He that is good for making excuses is seldom good for anything else. — Benjamin Franklin
I've had more than one occasion in the last few weeks to talk to leaders about the issue of measuring behavior. It's easy enough to figure out if somebody is hitting their numbers or getting their job done according to some pre-defined agreement as to what their output should look like. It's often more difficult when we're talking about our beliefs regarding how somebody should behave. As one leader said to me yesterday, "How do I hold him accountable for being a butt???"
The answer is fairly simple, but it requires some patience and work on your part as a leader. If the issue is a current one, you have to sit down and reflect on what, EXACTLY, is the behavior that is causing the problem. "You're being a butt," isn't particularly informative to the recipient of that feedback, and it's not measurably specific. What is it exactly that is defining this person as a problem? In this case, it might be that his tone of voice was dismissive to a customer. It might be that when he should have been engaging the supplier in a more detailed conversation, he cut her short and simply walked away. It might be that he isn't answering his calls until they are convenient for him. We have the capacity to be a jerk in many diverse ways!
Once you have forced yourself to identify the behaviors and not allowed yourself to say, "Well, I know it when I see it," you'll find that you can usually isolate three or four things that are really causing the problem. And it is those things that are the problem. You can't demand that I be a satisfied employee, but you can demand that I act professionally with my peers and shareholders. But that might mean that you have to describe for me exactly what I'm doing that is not professional.
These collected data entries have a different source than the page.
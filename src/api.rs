//! LLM API interaction with exponential backoff retry logic.
//!
//! This module talks to an OpenAI-compatible chat-completions endpoint and
//! adds automatic retry with exponential backoff and jitter on top.
//!
//! # Architecture
//!
//! - [`AskAsync`]: Core trait defining async LLM interaction
//! - [`ChatClient`]: `reqwest` client for `POST {api_base}/chat/completions`
//! - [`RetryAsk`]: Decorator that adds retry logic to any `AskAsync` implementation
//!
//! # Retry Strategy
//!
//! - Maximum 5 retry attempts
//! - Exponential backoff starting at 1 second
//! - Maximum delay capped at 30 seconds
//! - Random jitter (0-250ms) added to prevent thundering herd

use crate::config::CrawlerConfig;
use rand::{Rng, rng};
use serde::{Deserialize, Serialize};
use std::error::Error;
use std::fmt;
use std::time::{Duration as StdDuration, Instant};
use tokio::time::sleep;
use tracing::{debug, error, instrument, warn};

/// Trait for async LLM interaction.
///
/// Implementors of this trait can send text to an LLM and receive a response.
/// This abstraction allows for different LLM backends or decorators (like retry logic).
pub trait AskAsync {
    /// The type of response returned by the LLM.
    type Response;

    /// Send text to the LLM and receive a response.
    async fn ask(&self, text: &str) -> Result<Self::Response, Box<dyn Error>>;
}

/// Wrapper that adds exponential backoff retry logic to any [`AskAsync`] implementation.
///
/// # Backoff Strategy
///
/// The delay between retries follows this formula:
/// ```text
/// delay = min(base_delay * 2^(attempt-1), max_delay) + random_jitter(0..250ms)
/// ```
pub struct RetryAsk<T> {
    /// The underlying LLM client to wrap.
    inner: T,
    /// Maximum number of retry attempts before giving up.
    max_retries: usize,
    /// Initial delay between retries (doubles with each attempt).
    base_delay: StdDuration,
    /// Maximum delay cap to prevent excessive waiting.
    max_delay: StdDuration,
}

impl<T> RetryAsk<T>
where
    T: AskAsync,
{
    /// Create a new retry wrapper around an existing [`AskAsync`] implementation.
    ///
    /// # Example
    ///
    /// ```ignore
    /// let client = ChatClient::new(config)?;
    /// let retry_client = RetryAsk::new(client, 5, Duration::from_secs(1));
    /// ```
    pub fn new(inner: T, max_retries: usize, base_delay: StdDuration) -> Self {
        Self {
            inner,
            max_retries,
            base_delay,
            max_delay: StdDuration::from_secs(30),
        }
    }

    /// 5 retries starting at one second.
    pub fn with_defaults(inner: T) -> Self {
        Self::new(inner, 5, StdDuration::from_secs(1))
    }
}

impl<T> RetryAsk<T> {
    /// Delay before retry number `attempt` (1-based), without jitter.
    fn backoff_delay(&self, attempt: usize) -> StdDuration {
        let exponent = u32::try_from(attempt.saturating_sub(1)).unwrap_or(u32::MAX);
        self.base_delay
            .saturating_mul(2u32.saturating_pow(exponent))
            .min(self.max_delay)
    }
}

impl<T> fmt::Debug for RetryAsk<T> {
    fn fmt(&self, f: &mut fmt::Formatter<'_>) -> fmt::Result {
        f.debug_struct("RetryAsk")
            .field("max_retries", &self.max_retries)
            .field("base_delay", &self.base_delay)
            .field("max_delay", &self.max_delay)
            .finish()
    }
}

impl<T> AskAsync for RetryAsk<T>
where
    T: AskAsync + fmt::Debug,
{
    type Response = T::Response;

    #[instrument(level = "info", skip_all)]
    async fn ask(&self, text: &str) -> Result<Self::Response, Box<dyn Error>> {
        let total_t0 = Instant::now();
        let mut attempt = 0usize;

        loop {
            let attempt_t0 = Instant::now();
            match self.inner.ask(text).await {
                Ok(resp) => {
                    return Ok(resp);
                }
                Err(e) => {
                    attempt += 1;
                    let attempt_dt = attempt_t0.elapsed();
                    let total_dt = total_t0.elapsed();

                    if attempt > self.max_retries {
                        error!(
                            attempt,
                            max = self.max_retries,
                            elapsed_ms_attempt = attempt_dt.as_millis(),
                            elapsed_ms_total = total_dt.as_millis(),
                            error = %e,
                            "ask() exhausted retries"
                        );
                        return Err(e);
                    }

                    let delay = self.backoff_delay(attempt);
                    let jitter_ms: u64 = rng().random_range(0..=250);
                    let delay = delay + StdDuration::from_millis(jitter_ms);

                    warn!(
                        attempt,
                        max = self.max_retries,
                        elapsed_ms_attempt = attempt_dt.as_millis(),
                        elapsed_ms_total = total_dt.as_millis(),
                        ?delay,
                        error = %e,
                        "ask() attempt failed; backing off"
                    );
                    sleep(delay).await;
                }
            }
        }
    }
}

#[derive(Debug, Serialize)]
struct ChatRequest<'a> {
    model: &'a str,
    messages: Vec<ChatMessage<'a>>,
    temperature: f32,
    max_tokens: u32,
}

#[derive(Debug, Serialize)]
struct ChatMessage<'a> {
    role: &'a str,
    content: &'a str,
}

#[derive(Debug, Deserialize)]
struct ChatResponse {
    choices: Vec<ChatChoice>,
}

#[derive(Debug, Deserialize)]
struct ChatChoice {
    message: ChatChoiceMessage,
}

#[derive(Debug, Deserialize)]
struct ChatChoiceMessage {
    #[serde(default)]
    content: Option<String>,
}

/// Client for an OpenAI-compatible chat-completions endpoint.
///
/// Each [`AskAsync::ask`] sends the text as a single user message and
/// returns the first choice's content.
#[derive(Debug, Clone)]
pub struct ChatClient {
    http: reqwest::Client,
    config: CrawlerConfig,
}

impl ChatClient {
    pub fn new(config: CrawlerConfig) -> Result<Self, Box<dyn Error>> {
        let http = reqwest::Client::builder()
            .timeout(config.timeout())
            .build()?;
        Ok(Self { http, config })
    }

    pub fn endpoint(&self) -> String {
        format!(
            "{}/chat/completions",
            self.config.api_base.trim_end_matches('/')
        )
    }
}

impl AskAsync for ChatClient {
    type Response = String;

    #[instrument(level = "info", skip_all, fields(model = %self.config.model))]
    async fn ask(&self, text: &str) -> Result<Self::Response, Box<dyn Error>> {
        let t0 = Instant::now();
        let body = ChatRequest {
            model: &self.config.model,
            messages: vec![ChatMessage {
                role: "user",
                content: text,
            }],
            temperature: self.config.temperature,
            max_tokens: self.config.max_tokens,
        };

        let mut request = self.http.post(self.endpoint()).json(&body);
        if !self.config.api_key.is_empty() {
            request = request.bearer_auth(&self.config.api_key);
        }

        let res: Result<String, Box<dyn Error>> = async {
            let response: ChatResponse = request
                .send()
                .await?
                .error_for_status()?
                .json()
                .await?;
            first_choice_content(response)
        }
        .await;
        let dt = t0.elapsed();

        match &res {
            Ok(content) => debug!(elapsed_ms = dt.as_millis(), bytes = content.len(), "API call succeeded"),
            Err(e) => warn!(elapsed_ms = dt.as_millis(), error = %e, "API call failed"),
        }
        res
    }
}

fn first_choice_content(response: ChatResponse) -> Result<String, Box<dyn Error>> {
    response
        .choices
        .into_iter()
        .next()
        .and_then(|choice| choice.message.content)
        .ok_or_else(|| "chat completion returned no content".into())
}

#[cfg(test)]
mod tests {
    use super::*;
    use std::cell::Cell;

    #[derive(Debug)]
    struct Flaky {
        failures: usize,
        calls: Cell<usize>,
    }

    impl AskAsync for Flaky {
        type Response = String;

        async fn ask(&self, text: &str) -> Result<String, Box<dyn Error>> {
            let n = self.calls.get();
            self.calls.set(n + 1);
            if n < self.failures {
                Err(format!("transient failure {}", n).into())
            } else {
                Ok(format!("echo: {}", text))
            }
        }
    }

    #[tokio::test]
    async fn test_retry_recovers_from_transient_failures() {
        let api = RetryAsk::new(
            Flaky { failures: 2, calls: Cell::new(0) },
            5,
            StdDuration::from_millis(1),
        );
        let res = api.ask("hello").await.unwrap();
        assert_eq!(res, "echo: hello");
        assert_eq!(api.inner.calls.get(), 3);
    }

    #[tokio::test]
    async fn test_retry_gives_up_after_max_retries() {
        let api = RetryAsk::new(
            Flaky { failures: usize::MAX, calls: Cell::new(0) },
            2,
            StdDuration::from_millis(1),
        );
        let err = api.ask("hello").await.unwrap_err();
        assert!(err.to_string().contains("transient failure 2"));
        assert_eq!(api.inner.calls.get(), 3);
    }

    #[tokio::test]
    async fn test_no_retry_on_success() {
        let api = RetryAsk::with_defaults(Flaky { failures: 0, calls: Cell::new(0) });
        api.ask("x").await.unwrap();
        assert_eq!(api.inner.calls.get(), 1);
    }

    #[test]
    fn test_backoff_doubles_then_caps() {
        let api = RetryAsk::with_defaults(Flaky { failures: 0, calls: Cell::new(0) });
        assert_eq!(api.backoff_delay(1), StdDuration::from_secs(1));
        assert_eq!(api.backoff_delay(2), StdDuration::from_secs(2));
        assert_eq!(api.backoff_delay(5), StdDuration::from_secs(16));
        assert_eq!(api.backoff_delay(6), StdDuration::from_secs(30));
    }

    #[test]
    fn test_backoff_large_attempt_does_not_overflow() {
        let api = RetryAsk::new(
            Flaky { failures: 0, calls: Cell::new(0) },
            100,
            StdDuration::from_secs(1),
        );
        assert_eq!(api.backoff_delay(33), StdDuration::from_secs(30));
        assert_eq!(api.backoff_delay(100), StdDuration::from_secs(30));
        assert_eq!(api.backoff_delay(usize::MAX), StdDuration::from_secs(30));
    }

    #[test]
    fn test_retry_debug_hides_inner() {
        let api = RetryAsk::with_defaults(Flaky { failures: 0, calls: Cell::new(0) });
        let dbg = format!("{:?}", api);
        assert!(dbg.contains("max_retries: 5"));
        assert!(!dbg.contains("Flaky"));
    }

    #[test]
    fn test_endpoint_trims_trailing_slash() {
        let config = CrawlerConfig {
            api_base: "http://localhost:1234/v1/".to_string(),
            ..Default::default()
        };
        let client = ChatClient::new(config).unwrap();
        assert_eq!(client.endpoint(), "http://localhost:1234/v1/chat/completions");
    }

    #[test]
    fn test_request_body_shape() {
        let body = ChatRequest {
            model: "gpt-4o-mini",
            messages: vec![ChatMessage { role: "user", content: "hi" }],
            temperature: 0.5,
            max_tokens: 100,
        };
        let json = serde_json::to_value(&body).unwrap();
        assert_eq!(json["model"], "gpt-4o-mini");
        assert_eq!(json["messages"][0]["role"], "user");
        assert_eq!(json["messages"][0]["content"], "hi");
        assert_eq!(json["max_tokens"], 100);
    }

    #[test]
    fn test_first_choice_content() {
        let response: ChatResponse = serde_json::from_str(
            r#"{"choices":[{"message":{"role":"assistant","content":"---ARTICLE START---"}}]}"#,
        )
        .unwrap();
        assert_eq!(first_choice_content(response).unwrap(), "---ARTICLE START---");
    }

    #[test]
    fn test_first_choice_content_missing() {
        let response: ChatResponse = serde_json::from_str(r#"{"choices":[]}"#).unwrap();
        assert!(first_choice_content(response).is_err());

        let response: ChatResponse =
            serde_json::from_str(r#"{"choices":[{"message":{"content":null}}]}"#).unwrap();
        assert!(first_choice_content(response).is_err());
    }
}
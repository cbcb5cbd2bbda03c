//! LLM endpoint configuration.
//!
//! Loaded from an optional YAML file:
//!
//! ```yaml
//! api_base: "https://api.openai.com/v1"
//! api_key: "sk-..."
//! model: "gpt-4o-mini"
//! temperature: 0.4
//! max_tokens: 2048
//! timeout_secs: 60
//! ```
//!
//! Every key is optional; missing keys take the defaults below.

use serde::{Deserialize, Serialize};
use std::error::Error;
use std::time::Duration;
use tracing::{info, instrument};

#[derive(Debug, Clone, Deserialize, Serialize)]
#[serde(default)]
pub struct CrawlerConfig {
    /// Base URL of an OpenAI-compatible API, without the trailing `/chat/completions`.
    pub api_base: String,
    /// Bearer token; may be left empty for local servers.
    pub api_key: String,
    pub model: String,
    pub temperature: f32,
    pub max_tokens: u32,
    /// Per-request timeout.
    pub timeout_secs: u64,
}

impl Default for CrawlerConfig {
    fn default() -> Self {
        Self {
            api_base: "https://api.openai.com/v1".to_string(),
            api_key: String::new(),
            model: "gpt-4o-mini".to_string(),
            temperature: 0.4,
            max_tokens: 2048,
            timeout_secs: 60,
        }
    }
}

impl CrawlerConfig {
    pub fn timeout(&self) -> Duration {
        Duration::from_secs(self.timeout_secs)
    }

    pub fn from_yaml(yaml: &str) -> Result<Self, Box<dyn Error>> {
        Ok(serde_yaml::from_str(yaml)?)
    }

    /// Load the configuration file at `path`.
    #[instrument(level = "info")]
    pub async fn load(path: &str) -> Result<Self, Box<dyn Error>> {
        let yaml = tokio::fs::read_to_string(path).await?;
        let config = Self::from_yaml(&yaml)?;
        info!(model = %config.model, api_base = %config.api_base, "Loaded configuration");
        Ok(config)
    }
}
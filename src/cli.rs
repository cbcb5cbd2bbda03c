//! Command-line interface definitions for the news crawler.
//!
//! All arguments can be provided via command-line flags; secrets can also
//! come from environment variables.

use clap::Parser;

/// Command-line arguments for the news crawler.
///
/// # Examples
///
/// ```sh
/// # Crawl the default categories
/// paisa_news -j ./json --config ./config.yaml
///
/// # Ten articles each for two categories
/// paisa_news -j ./json -k "stocks,mutual funds" -n 10
///
/// # Re-run extraction over a saved model response, no API call
/// paisa_news -j ./json -k markets -i ./response.txt
/// ```
#[derive(Parser, Debug)]
#[command(author, version, about)]
pub struct Cli {
    /// Output directory for the JSON feeds
    #[arg(short, long)]
    pub json_output_dir: String,

    /// Optional path to config.yaml file
    #[arg(short, long)]
    pub config: Option<String>,

    /// Comma-separated news categories to crawl
    #[arg(
        short = 'k',
        long,
        value_delimiter = ',',
        default_value = "stocks,markets,economy"
    )]
    pub categories: Vec<String>,

    /// Articles requested per category
    #[arg(short = 'n', long, default_value_t = 5)]
    pub count: usize,

    /// Extract from a saved raw model response instead of calling the API
    /// (uses the first category only)
    #[arg(short, long)]
    pub input: Option<String>,

    /// API key, overrides the one in the config file
    #[arg(long, env = "LLM_API_KEY", hide_env_values = true)]
    pub api_key: Option<String>,

    /// Number of categories crawled concurrently
    #[arg(long, default_value_t = 4)]
    pub parallel: usize,
}
//! Output sinks for extracted articles.
//!
//! - [`json`]: Writes one [`NewsFeed`](crate::models::NewsFeed) per category
//!
//! # Output Structure
//!
//! ```text
//! json_output_dir/
//! └── 2025-05-06/
//!     ├── stocks.json
//!     ├── markets.json
//!     └── economy.json
//! ```

pub mod json;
That is the main point. You can hold me accountable to behaviors where you have a clear definition and clear expectations for performance. This changes the conversation from "you have to stop being a jerk" to "you have to stop ignoring your suppliers," or "you have to stop making negative comments around our clients." And then you add a clear consequence. In that way it is no different than holding employees accountable to any other job performance metric.
So, yes…behavior is part of the job. And many times, behaviors are more important to successful outcomes than technical expertise. You have to be willing to make them part of your performance discussion, but if you do, you'll find a much easier path to reinforcing the behaviors that work and redirecting those that don't.